PyTorch Version (if applicable): 2.0.0

Relevant Files

Model link: link

Can this model run on other frameworks? For example run ONNX model with ONNXRuntime (polygraphy run <model.onnx> --onnxrt): YES

Could you help me to solve this issue? Thank you so much in advance

@zerollzeng
Copy link
Collaborator

Looks like it trigger the TRT limitation

IIfConditionalOutputLayer inputs must have the same shape. Shapes are [-1] and [-1,1].
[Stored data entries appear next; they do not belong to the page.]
#![deny(unsafe_code)]

pub mod columns;
pub mod csv_table;
pub mod error;
pub mod loaders;

pub use csv_table::{CsvTable, read_csv_table, sanitize_table};
pub use error::{IngestError, Result};
pub use loaders::{
    DealerTable, RequirementTables, load_dealer_table, load_personnel, load_requirement_tables,
};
See https://docs.nvidia.com/deeplearning/tensorrt/api/c_api/classnvinfer1_1_1_i_if_conditional.html and https://docs.nvidia.com/deeplearning/tensorrt/developer-guide/index.html#work-with-conditionals

@zerollzeng
Copy link
Collaborator

If the model has static shapes, have you tried constant folding, this may eliminate the error node.

@zerollzeng
Copy link
Collaborator

Also we have a old Faster RCNN sample(deprecated), see https://github.com/NVIDIA/TensorRT/tree/release/8.4/samples/sampleFasterRCNN

@zerollzeng zerollzeng self-assigned this Jun 4, 2023
@zerollzeng zerollzeng added the triaged Issue has been triaged by maintainers label Jun 4, 2023
@micheleantonazzi
Copy link
Author

Hi, thank you for your suggestion.
I have tried to work

If the model has static shapes, have you tried constant folding, this may eliminate the error node.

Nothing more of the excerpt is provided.